■ **What is being asked**
All lines in the data that hold the word "StudyDeck" need copying.

• • • •

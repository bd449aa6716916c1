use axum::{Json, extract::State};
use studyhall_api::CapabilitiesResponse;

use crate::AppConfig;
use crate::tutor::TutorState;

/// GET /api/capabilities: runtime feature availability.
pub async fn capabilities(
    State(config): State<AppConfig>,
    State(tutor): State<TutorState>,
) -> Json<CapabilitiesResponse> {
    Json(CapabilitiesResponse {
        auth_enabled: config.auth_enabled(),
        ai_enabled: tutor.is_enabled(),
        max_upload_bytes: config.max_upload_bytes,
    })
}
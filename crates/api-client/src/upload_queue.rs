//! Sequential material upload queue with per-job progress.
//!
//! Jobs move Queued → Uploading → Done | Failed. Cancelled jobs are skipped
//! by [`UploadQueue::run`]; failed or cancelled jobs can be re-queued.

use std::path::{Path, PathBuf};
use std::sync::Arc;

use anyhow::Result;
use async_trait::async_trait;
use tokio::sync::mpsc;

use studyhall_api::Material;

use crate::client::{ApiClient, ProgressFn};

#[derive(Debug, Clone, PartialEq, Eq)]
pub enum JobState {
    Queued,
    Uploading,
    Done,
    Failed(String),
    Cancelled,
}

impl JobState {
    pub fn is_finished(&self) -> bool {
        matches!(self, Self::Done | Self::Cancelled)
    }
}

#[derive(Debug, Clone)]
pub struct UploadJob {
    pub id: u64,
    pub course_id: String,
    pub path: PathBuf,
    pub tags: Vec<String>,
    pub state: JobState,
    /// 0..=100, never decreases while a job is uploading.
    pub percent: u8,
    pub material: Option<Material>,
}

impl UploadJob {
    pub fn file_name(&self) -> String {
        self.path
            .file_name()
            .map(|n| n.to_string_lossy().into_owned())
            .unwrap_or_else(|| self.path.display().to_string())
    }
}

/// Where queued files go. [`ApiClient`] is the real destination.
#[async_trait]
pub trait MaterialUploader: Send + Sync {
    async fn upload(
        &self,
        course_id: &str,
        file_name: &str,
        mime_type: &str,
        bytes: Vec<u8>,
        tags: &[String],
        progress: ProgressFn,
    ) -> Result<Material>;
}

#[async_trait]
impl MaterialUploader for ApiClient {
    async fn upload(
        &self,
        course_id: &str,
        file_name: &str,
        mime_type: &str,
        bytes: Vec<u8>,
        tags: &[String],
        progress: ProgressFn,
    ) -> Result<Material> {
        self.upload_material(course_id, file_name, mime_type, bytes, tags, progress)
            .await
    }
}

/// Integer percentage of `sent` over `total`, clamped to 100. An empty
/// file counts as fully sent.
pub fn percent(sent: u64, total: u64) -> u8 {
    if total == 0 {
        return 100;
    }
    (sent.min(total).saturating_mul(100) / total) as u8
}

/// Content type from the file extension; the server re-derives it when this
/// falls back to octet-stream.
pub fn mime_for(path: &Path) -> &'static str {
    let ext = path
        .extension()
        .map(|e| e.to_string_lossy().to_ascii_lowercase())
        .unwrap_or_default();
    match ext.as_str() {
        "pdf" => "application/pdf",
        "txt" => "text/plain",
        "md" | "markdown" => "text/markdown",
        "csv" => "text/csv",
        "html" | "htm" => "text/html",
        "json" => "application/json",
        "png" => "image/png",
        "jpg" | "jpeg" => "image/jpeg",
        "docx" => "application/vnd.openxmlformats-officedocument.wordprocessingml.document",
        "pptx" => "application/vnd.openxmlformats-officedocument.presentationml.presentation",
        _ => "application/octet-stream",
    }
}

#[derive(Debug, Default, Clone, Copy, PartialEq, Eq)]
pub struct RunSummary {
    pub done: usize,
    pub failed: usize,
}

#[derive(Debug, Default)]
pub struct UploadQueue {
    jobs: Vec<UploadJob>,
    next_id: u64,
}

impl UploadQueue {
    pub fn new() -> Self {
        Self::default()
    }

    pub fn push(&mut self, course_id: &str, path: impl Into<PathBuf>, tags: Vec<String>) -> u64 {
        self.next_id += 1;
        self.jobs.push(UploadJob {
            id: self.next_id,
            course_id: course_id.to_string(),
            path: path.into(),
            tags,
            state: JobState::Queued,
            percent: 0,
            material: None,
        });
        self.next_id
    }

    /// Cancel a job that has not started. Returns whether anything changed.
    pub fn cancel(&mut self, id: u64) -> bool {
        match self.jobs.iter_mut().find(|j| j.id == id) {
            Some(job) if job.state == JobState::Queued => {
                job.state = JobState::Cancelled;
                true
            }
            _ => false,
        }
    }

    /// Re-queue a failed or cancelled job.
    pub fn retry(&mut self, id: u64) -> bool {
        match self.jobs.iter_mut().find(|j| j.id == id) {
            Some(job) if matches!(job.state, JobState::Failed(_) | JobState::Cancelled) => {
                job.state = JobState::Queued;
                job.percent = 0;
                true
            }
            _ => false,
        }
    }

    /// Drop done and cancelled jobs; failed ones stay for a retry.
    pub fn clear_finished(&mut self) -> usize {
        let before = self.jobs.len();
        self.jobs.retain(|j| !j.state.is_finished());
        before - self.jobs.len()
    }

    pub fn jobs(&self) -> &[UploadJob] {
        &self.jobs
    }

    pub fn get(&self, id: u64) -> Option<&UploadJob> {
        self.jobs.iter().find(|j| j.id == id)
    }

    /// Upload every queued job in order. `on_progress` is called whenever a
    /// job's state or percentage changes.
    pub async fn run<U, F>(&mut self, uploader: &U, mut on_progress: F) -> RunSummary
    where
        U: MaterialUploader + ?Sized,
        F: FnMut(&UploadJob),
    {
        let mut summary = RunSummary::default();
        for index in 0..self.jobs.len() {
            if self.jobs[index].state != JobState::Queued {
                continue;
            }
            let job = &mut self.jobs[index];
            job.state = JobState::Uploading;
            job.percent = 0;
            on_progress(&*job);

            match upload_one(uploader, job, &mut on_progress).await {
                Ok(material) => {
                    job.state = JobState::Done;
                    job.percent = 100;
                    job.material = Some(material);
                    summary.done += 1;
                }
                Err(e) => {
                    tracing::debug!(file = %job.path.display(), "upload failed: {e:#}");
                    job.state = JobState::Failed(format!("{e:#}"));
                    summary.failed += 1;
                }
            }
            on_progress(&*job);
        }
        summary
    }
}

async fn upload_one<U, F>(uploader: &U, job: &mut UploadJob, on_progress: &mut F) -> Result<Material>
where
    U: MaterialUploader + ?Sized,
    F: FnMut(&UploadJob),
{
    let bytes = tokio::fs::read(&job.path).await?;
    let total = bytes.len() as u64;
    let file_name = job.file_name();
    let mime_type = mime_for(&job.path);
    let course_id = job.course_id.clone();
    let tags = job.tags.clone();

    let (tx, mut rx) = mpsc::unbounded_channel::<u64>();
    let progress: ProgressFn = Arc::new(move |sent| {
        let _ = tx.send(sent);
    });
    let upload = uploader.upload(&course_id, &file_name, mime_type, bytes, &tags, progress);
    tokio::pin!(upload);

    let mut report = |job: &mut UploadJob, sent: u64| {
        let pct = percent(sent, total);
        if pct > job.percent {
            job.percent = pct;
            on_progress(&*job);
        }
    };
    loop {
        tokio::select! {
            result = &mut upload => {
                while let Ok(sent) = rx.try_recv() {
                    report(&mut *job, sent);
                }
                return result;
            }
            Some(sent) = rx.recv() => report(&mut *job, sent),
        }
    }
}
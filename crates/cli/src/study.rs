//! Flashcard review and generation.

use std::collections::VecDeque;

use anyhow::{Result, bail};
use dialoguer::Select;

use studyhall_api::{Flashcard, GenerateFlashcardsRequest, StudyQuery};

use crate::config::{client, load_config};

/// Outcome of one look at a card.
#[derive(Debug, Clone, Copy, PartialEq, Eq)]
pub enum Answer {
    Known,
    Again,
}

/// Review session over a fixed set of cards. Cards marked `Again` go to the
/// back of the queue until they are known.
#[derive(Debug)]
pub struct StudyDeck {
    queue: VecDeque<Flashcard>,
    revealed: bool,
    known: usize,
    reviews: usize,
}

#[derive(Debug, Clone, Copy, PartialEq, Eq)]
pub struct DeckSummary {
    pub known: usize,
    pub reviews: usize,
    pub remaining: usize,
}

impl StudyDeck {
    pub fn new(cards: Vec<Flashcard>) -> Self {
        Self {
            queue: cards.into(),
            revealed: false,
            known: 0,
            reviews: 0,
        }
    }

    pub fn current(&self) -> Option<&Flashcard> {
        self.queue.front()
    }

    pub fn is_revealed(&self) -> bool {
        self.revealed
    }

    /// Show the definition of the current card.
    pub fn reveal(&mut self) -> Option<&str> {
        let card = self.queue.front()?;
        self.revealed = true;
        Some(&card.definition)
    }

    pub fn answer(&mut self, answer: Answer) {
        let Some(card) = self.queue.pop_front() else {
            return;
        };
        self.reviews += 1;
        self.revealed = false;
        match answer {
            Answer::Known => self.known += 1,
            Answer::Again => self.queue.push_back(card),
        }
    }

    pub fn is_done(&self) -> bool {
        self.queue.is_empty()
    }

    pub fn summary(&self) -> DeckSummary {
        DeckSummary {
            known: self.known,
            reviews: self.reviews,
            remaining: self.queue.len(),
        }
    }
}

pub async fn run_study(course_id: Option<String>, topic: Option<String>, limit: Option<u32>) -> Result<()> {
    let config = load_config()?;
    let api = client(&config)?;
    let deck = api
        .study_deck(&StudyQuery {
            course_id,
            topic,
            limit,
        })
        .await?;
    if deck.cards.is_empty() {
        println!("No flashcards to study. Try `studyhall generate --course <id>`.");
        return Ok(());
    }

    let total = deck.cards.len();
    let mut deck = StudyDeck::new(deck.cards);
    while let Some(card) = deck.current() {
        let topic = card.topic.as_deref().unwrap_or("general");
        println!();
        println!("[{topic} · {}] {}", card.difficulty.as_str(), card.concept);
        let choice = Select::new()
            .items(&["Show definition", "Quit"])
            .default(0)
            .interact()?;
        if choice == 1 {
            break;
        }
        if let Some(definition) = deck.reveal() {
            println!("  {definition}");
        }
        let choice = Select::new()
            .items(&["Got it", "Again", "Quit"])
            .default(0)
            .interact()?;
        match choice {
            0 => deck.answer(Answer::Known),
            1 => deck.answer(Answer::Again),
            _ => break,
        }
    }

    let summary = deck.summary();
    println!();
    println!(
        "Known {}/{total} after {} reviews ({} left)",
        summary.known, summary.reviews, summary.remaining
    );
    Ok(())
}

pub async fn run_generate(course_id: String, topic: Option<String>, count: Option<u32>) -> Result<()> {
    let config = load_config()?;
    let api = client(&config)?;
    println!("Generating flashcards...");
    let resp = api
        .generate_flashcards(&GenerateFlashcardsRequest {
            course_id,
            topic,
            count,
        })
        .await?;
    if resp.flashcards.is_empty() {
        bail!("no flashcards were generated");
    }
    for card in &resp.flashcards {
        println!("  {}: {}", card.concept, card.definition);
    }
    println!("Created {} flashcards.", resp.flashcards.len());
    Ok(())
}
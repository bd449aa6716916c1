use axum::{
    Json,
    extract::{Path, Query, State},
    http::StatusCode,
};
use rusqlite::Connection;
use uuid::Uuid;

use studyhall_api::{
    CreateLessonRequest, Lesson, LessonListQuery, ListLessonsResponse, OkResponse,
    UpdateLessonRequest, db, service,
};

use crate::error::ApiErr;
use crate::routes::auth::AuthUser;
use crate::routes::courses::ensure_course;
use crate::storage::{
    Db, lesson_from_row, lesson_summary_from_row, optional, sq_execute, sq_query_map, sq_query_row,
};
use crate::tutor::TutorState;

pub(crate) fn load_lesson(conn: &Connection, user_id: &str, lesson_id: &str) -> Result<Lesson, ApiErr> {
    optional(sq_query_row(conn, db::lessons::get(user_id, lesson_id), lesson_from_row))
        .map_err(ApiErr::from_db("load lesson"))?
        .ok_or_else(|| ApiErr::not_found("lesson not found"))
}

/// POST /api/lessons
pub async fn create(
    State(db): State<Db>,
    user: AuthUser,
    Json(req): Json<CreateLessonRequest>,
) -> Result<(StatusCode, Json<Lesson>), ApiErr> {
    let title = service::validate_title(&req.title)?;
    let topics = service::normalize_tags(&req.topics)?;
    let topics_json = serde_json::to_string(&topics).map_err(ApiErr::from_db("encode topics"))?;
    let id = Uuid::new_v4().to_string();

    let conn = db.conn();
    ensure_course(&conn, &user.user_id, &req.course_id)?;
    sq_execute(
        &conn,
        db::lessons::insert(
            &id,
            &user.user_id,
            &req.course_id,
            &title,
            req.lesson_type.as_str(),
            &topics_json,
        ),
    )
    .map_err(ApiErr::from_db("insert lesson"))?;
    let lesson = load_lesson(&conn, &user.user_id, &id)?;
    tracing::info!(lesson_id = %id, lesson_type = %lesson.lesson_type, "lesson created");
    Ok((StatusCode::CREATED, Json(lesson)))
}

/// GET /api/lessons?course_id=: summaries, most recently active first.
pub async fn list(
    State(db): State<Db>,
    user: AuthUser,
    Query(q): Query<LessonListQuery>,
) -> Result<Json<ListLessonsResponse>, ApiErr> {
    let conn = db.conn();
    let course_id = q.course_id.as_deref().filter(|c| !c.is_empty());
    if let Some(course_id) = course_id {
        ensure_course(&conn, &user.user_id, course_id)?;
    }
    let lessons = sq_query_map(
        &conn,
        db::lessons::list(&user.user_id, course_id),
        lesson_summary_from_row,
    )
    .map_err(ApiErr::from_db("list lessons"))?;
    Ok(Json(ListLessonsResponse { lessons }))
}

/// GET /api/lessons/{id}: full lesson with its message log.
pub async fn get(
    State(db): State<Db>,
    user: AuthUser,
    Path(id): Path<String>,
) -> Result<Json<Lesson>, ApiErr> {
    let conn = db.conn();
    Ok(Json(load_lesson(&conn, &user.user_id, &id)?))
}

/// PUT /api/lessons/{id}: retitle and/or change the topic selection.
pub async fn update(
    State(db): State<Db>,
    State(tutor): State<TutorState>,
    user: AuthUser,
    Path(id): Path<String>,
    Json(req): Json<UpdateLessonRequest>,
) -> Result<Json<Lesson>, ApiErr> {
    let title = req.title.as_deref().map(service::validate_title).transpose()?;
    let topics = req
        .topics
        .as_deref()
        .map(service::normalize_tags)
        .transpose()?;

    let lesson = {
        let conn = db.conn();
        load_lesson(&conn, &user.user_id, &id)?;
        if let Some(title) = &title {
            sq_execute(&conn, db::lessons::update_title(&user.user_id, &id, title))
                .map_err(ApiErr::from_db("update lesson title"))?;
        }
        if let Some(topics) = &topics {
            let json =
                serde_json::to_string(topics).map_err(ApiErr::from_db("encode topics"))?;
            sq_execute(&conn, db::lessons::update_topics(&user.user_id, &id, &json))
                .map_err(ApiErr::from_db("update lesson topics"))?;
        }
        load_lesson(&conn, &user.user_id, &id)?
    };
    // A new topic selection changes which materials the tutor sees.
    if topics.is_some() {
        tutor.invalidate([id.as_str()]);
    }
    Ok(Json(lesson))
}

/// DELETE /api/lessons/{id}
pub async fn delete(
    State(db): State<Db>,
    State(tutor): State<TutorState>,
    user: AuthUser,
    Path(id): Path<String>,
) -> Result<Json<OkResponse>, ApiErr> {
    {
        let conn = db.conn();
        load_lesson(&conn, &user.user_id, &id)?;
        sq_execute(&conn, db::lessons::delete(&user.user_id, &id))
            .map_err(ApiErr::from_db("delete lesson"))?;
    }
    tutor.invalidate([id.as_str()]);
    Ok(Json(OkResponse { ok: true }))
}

• • • •

■ **Response**
pub struct StudyDeck {
impl StudyDeck {
    let mut deck = StudyDeck::new(deck.cards);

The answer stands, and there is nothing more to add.